*What you are asked to do*. Search the data below for the word "crates" and report how many lines contain it, with no added words.
(Extracted data begins)
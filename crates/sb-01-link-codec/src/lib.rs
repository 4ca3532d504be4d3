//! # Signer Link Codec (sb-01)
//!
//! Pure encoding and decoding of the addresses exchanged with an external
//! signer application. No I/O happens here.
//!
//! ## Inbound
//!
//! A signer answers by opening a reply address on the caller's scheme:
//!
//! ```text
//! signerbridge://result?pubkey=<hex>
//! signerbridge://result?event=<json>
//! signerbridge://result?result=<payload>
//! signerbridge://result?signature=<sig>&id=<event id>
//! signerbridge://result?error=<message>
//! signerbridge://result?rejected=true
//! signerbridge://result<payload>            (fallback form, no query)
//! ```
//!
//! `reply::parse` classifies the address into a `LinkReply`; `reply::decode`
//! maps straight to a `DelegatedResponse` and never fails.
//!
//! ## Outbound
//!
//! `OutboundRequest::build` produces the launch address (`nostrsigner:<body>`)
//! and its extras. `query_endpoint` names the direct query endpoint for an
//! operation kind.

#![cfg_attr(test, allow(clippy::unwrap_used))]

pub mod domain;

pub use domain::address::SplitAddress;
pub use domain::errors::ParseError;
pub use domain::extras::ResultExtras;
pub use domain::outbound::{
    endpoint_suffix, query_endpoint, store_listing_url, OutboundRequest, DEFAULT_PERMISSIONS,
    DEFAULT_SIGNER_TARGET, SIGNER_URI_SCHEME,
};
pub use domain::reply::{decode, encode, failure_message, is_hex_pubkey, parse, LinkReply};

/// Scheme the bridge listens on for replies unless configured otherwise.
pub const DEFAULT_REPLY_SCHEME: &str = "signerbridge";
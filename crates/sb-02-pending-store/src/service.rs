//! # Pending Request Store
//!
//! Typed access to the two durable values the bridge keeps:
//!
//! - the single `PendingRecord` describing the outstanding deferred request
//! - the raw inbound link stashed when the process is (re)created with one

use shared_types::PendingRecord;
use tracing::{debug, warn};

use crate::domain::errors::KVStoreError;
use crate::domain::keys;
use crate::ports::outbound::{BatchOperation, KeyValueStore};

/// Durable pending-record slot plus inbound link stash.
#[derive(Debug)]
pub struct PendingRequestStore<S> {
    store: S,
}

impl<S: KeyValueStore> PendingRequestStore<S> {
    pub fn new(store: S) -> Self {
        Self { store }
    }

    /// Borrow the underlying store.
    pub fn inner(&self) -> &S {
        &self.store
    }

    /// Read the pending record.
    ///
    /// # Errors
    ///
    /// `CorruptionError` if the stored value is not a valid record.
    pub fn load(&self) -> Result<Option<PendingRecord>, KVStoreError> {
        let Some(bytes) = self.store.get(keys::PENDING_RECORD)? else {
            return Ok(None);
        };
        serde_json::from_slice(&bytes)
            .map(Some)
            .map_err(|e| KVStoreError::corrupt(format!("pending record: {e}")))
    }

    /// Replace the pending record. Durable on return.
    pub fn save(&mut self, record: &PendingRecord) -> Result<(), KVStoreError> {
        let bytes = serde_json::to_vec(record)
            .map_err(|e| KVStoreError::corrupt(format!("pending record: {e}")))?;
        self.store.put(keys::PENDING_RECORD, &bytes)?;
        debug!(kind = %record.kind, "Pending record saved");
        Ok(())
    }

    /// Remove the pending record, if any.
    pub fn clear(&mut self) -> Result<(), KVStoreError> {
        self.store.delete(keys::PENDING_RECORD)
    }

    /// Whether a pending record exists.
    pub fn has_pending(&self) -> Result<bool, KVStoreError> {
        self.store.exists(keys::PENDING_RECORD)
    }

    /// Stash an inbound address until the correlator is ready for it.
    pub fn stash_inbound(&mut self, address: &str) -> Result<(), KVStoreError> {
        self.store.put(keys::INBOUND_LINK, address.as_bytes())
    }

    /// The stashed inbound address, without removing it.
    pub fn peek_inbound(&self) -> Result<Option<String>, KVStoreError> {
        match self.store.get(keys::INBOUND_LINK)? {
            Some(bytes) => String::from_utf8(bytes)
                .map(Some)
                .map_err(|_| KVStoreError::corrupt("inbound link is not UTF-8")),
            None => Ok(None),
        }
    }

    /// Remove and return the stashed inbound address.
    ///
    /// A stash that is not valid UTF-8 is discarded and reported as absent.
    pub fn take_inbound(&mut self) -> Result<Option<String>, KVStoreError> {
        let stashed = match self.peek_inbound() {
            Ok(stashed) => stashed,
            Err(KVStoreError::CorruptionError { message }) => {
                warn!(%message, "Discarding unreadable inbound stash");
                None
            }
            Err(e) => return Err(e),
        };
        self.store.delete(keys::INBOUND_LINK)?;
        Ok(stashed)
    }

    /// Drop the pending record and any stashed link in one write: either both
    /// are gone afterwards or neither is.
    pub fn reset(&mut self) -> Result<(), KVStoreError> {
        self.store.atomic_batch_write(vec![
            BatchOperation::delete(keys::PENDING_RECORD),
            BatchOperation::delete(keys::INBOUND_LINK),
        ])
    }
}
(Extracted data ends)
(Extracted data begins)
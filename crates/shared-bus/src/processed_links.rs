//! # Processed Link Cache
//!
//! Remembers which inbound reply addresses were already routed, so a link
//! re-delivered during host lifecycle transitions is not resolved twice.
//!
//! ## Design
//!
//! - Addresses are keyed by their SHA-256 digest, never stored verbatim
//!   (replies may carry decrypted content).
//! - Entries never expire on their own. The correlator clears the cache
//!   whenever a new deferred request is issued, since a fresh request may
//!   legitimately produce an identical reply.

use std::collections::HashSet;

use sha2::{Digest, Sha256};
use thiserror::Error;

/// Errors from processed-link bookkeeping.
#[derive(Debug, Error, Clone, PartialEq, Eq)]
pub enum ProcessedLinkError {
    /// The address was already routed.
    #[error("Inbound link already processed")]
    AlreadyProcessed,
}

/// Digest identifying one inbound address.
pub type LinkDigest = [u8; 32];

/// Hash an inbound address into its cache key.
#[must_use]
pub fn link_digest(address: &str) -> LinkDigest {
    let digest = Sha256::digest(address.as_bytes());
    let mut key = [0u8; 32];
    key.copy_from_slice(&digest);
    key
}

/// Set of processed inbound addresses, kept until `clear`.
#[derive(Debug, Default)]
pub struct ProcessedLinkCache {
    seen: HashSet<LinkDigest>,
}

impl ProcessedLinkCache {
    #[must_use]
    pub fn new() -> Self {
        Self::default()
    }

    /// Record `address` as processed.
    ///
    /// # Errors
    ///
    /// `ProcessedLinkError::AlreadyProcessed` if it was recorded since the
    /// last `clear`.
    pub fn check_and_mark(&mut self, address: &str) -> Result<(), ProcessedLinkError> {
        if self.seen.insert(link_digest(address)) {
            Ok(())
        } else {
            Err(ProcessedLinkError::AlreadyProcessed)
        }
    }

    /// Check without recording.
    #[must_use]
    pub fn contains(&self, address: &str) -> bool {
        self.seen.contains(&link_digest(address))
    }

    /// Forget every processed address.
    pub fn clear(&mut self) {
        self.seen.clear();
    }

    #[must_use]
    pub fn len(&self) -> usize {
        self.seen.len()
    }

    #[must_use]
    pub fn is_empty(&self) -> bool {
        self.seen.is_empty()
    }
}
(Extracted data ends)
*Response area*. 3